Hoisting that Elite trophy

My first win at the Guaranteed Rate Bassmaster Elite Series at Santee Cooper Lakes means everything. But it’s not just me. My whole family won two weeks ago. It is something we have all sacrificed for, worked for and tried to accomplish over the last 20 years. For it to finally happen, it is still surreal almost. It is still hard to believe it actually happened.

It is one of those things that is so hard to do. Other people just see the win, but they don’t see the last six or seven years of work and sacrifice that not only I have put into it, and not just my wife, but my dad and everyone else. We have all had to give things up and do some things differently for this dream.

I’d like to thank my core group of sponsors who have been with me since day one: Big Bite Baits, Skeeter, Yamaha, AFTCO, Sunline, Dobyns, Spro, Gamakatsu, Battle Born, Sonar Pros and Nichols. They are more like family than sponsors. They all reached out throughout the event. It was more like friends talking to friends, and that is what I love about my group of sponsors. It is super easy to promote my sponsors when they treat me like family. 

My love for hunting and my love for fishing combined together is sight fishing. It is one of my favorite ways to catch them. When I was a little kid, the first couple fish I caught off a bed were a challenge. You had to figure out what the deal was and where you needed to put the bait and move it to get the fish to bite. It was like a game that made me fall in love with sight fishing. To be able to win my first blue trophy doing that, it is cool for it to come full circle. 

From the day they announced the schedule, my plan was to sight fish when I arrived at the Santee Cooper Lakes. When that cold front came through during practice, it was kind of concerning. It could have knocked them back far enough to where only a few would have come up and you end up only catching 16 pounds, which isn’t going to work on Santee Cooper Lakes.

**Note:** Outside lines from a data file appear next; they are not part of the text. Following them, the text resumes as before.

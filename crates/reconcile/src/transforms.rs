//! Stock object transformations.

use std::collections::BTreeMap;
use std::sync::Arc;

use kdecl_core::GroupKind;
use kdecl_manifest::{ManifestError, ManifestObject, ManifestObjects};
use serde_json::{json, Value as Json};
use tracing::warn;

use crate::options::{LabelMaker, ObjectTransform};

const APPLICATION_GROUP: &str = "app.k8s.io";
const APPLICATION_KIND: &str = "Application";

/// Point every container image at `registry` and, when `pull_secret` is set, make it
/// the only image pull secret. Empty arguments leave the respective field alone.
pub fn image_registry(registry: impl Into<String>, pull_secret: impl Into<String>) -> ObjectTransform {
    let registry = registry.into();
    let pull_secret = pull_secret.into();
    Arc::new(move |_, objects| {
        for o in objects.iter_mut() {
            apply_image_registry(o, &registry, &pull_secret)?;
        }
        Ok(())
    })
}

pub fn apply_image_registry(o: &mut ManifestObject, registry: &str, pull_secret: &str) -> Result<(), ManifestError> {
    if !registry.is_empty() {
        o.mutate_containers::<_, ManifestError>(|container| {
            if let Some(Json::String(image)) = container.get_mut("image") {
                *image = rewrite_image(registry, image);
            }
            Ok(())
        })?;
    }
    if !pull_secret.is_empty() {
        o.mutate_pod_spec::<_, ManifestError>(|pod_spec| {
            pod_spec.insert("imagePullSecrets".into(), json!([{ "name": pull_secret }]));
            Ok(())
        })?;
    }
    Ok(())
}

/// `registry/<rest>` where `<rest>` is what is left after dropping at most two leading
/// path segments of `image`.
pub fn rewrite_image(registry: &str, image: &str) -> String {
    let segments: Vec<&str> = image.splitn(3, '/').collect();
    let rest = segments.last().copied().unwrap_or(image);
    if rest.contains('/') || (segments.len() > 1 && segments[0].contains(':')) {
        warn!(image, registry, "image path does not fit registry/name; rewrite may be surprising");
    }
    format!("{}/{}", registry, rest)
}

/// Fill in the single `app.k8s.io` Application, if any, with the selector labels and
/// the kinds of every other object.
pub fn application_components(label_maker: LabelMaker) -> ObjectTransform {
    Arc::new(move |instance, objects| {
        let labels = label_maker(instance);
        set_application_components(objects, &labels)
    })
}

fn is_application(o: &ManifestObject) -> bool {
    o.group() == APPLICATION_GROUP && o.kind() == APPLICATION_KIND
}

pub fn set_application_components(objects: &mut ManifestObjects, labels: &BTreeMap<String, String>) -> anyhow::Result<()> {
    let apps: Vec<usize> = objects.iter().enumerate().filter(|(_, o)| is_application(o)).map(|(i, _)| i).collect();
    let index = match apps.as_slice() {
        [] => return Ok(()),
        [i] => *i,
        _ => anyhow::bail!("manifest contains {} Application objects; at most one is supported", apps.len()),
    };

    let mut kinds: Vec<GroupKind> = objects.iter().filter(|o| !is_application(o)).map(|o| o.group_kind()).collect();
    kinds.sort_by_cached_key(|gk| gk.to_string());
    kinds.dedup();
    let components: Vec<Json> = kinds.iter().map(|gk| json!({ "group": gk.group, "kind": gk.kind })).collect();

    let app = &mut objects.items[index];
    app.set_nested_string_map(labels, &["spec", "selector", "matchLabels"])?;
    app.set_nested_field(Json::Array(components), &["spec", "componentGroupKinds"])?;
    Ok(())
}

#[cfg(test)]
mod tests {
    use super::*;
    use kdecl_manifest::parse_objects;

    const WORKLOADS: &str = r#"
apiVersion: apps/v1
kind: Deployment
metadata:
  name: web
spec:
  template:
    spec:
      initContainers:
      - name: init
        image: busybox
      containers:
      - name: web
        image: gcr.io/google-containers/nginx:1.25
      imagePullSecrets:
      - name: old
---
apiVersion: batch/v1
kind: CronJob
metadata:
  name: tick
spec:
  jobTemplate:
    spec:
      template:
        spec:
          containers:
          - name: tick
            image: library/alpine
---
apiVersion: v1
kind: Service
metadata:
  name: web
spec:
  ports:
  - port: 80
"#;

    #[test]
    fn image_rewrite_keeps_last_segment() {
        assert_eq!(rewrite_image("mirror.local", "nginx"), "mirror.local/nginx");
        assert_eq!(rewrite_image("mirror.local", "library/nginx:1.25"), "mirror.local/nginx:1.25");
        assert_eq!(rewrite_image("mirror.local", "gcr.io/proj/app@sha256:abc"), "mirror.local/app@sha256:abc");
        assert_eq!(rewrite_image("mirror.local", "gcr.io/proj/sub/app"), "mirror.local/sub/app");
        assert_eq!(rewrite_image("mirror.local", "host:5000/img"), "mirror.local/img");
    }

    #[test]
    fn registry_transform_touches_every_pod_spec() {
        let mut objects = parse_objects(WORKLOADS).unwrap();
        for o in objects.iter_mut() {
            apply_image_registry(o, "mirror.local", "regcred").unwrap();
        }
        let deploy = &objects.items[0];
        let pod = deploy.nested_field(&["spec", "template", "spec"]).unwrap();
        assert_eq!(pod["initContainers"][0]["image"], "mirror.local/busybox");
        assert_eq!(pod["containers"][0]["image"], "mirror.local/nginx:1.25");
        assert_eq!(pod["imagePullSecrets"], json!([{ "name": "regcred" }]));

        let cron = &objects.items[1];
        let pod = cron.nested_field(&["spec", "jobTemplate", "spec", "template", "spec"]).unwrap();
        assert_eq!(pod["containers"][0]["image"], "mirror.local/alpine");
        assert_eq!(pod["imagePullSecrets"], json!([{ "name": "regcred" }]));

        assert!(objects.items[2].nested_field(&["spec", "imagePullSecrets"]).is_none());
    }

    #[test]
    fn empty_pull_secret_leaves_secrets_alone() {
        let mut objects = parse_objects(WORKLOADS).unwrap();
        apply_image_registry(&mut objects.items[0], "mirror.local", "").unwrap();
        let pod = objects.items[0].nested_field(&["spec", "template", "spec"]).unwrap();
        assert_eq!(pod["imagePullSecrets"], json!([{ "name": "old" }]));
    }

    #[test]
    fn application_lists_component_kinds() {
        let manifest = format!(
            "{}\n---\napiVersion: app.k8s.io/v1beta1\nkind: Application\nmetadata:\n  name: web\nspec: {{}}\n",
            WORKLOADS
        );
        let mut objects = parse_objects(&manifest).unwrap();
        objects.items.retain(|o| o.kind() != "CronJob");
        let labels = BTreeMap::from([("addons.example.org/dashboard".to_string(), "web".to_string())]);
        set_application_components(&mut objects, &labels).unwrap();

        let app = objects.iter().find(|o| is_application(o)).unwrap();
        assert_eq!(
            app.nested_field(&["spec", "componentGroupKinds"]).unwrap(),
            &json!([{ "group": "apps", "kind": "Deployment" }, { "group": "", "kind": "Service" }])
        );
        assert_eq!(app.nested_string_map(&["spec", "selector", "matchLabels"]).unwrap(), labels);
    }

    #[test]
    fn application_count_is_checked() {
        let mut none = parse_objects(WORKLOADS).unwrap();
        let before = none.clone();
        set_application_components(&mut none, &BTreeMap::new()).unwrap();
        assert_eq!(none, before);

        let app = "apiVersion: app.k8s.io/v1beta1\nkind: Application\nmetadata:\n  name: a\n";
        let mut two = parse_objects(&format!("{app}---\n{}", app.replace("name: a", "name: b"))).unwrap();
        let err = set_application_components(&mut two, &BTreeMap::new()).unwrap_err();
        assert!(err.to_string().contains("2 Application objects"), "{err}");
    }
}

Drew Benton and I had talked about it, and we had a gauge that if the water temperature got below 55, it would hurt the bite. The first day of practice fortunately it was 56 degrees, and then we knew it was still going to happen.

On the final day, if you watched Bassmaster LIVE when I landed the big bass, I think I said I needed one more, but I also said I have a shot. I really don’t know why I said I needed one more. Maybe just based on what I had drawn up in my head before the final day. When I caught that bass, it was pretty unexplainable, but I felt an overwhelming feeling of relaxation. It had to have been because I did my job and got it done.

When I got to hoist that trophy, I had every emotion going through me at the same time. I rehearsed my winning speech for 15 years, and when I got up there, I couldn’t tell you one word of what I was going to say. I couldn’t think of anything I had dreamed about saying since I was a kid. To be able to hold that trophy up, it is something I really wish every competitive angler could experience once in their lives.

When my wife was pregnant with our child, everyone told me it was going to be life changing. You hear it over and over again. But until it happens to you, when you finally get that feeling, it really does change your life in an instant. Only then will you know what those people are talking about.

That’s the same way winning one of these events was. I have heard so many people say it, but now I know exactly what they are talking about.

Now, after feeling that once, it makes you want another one even more.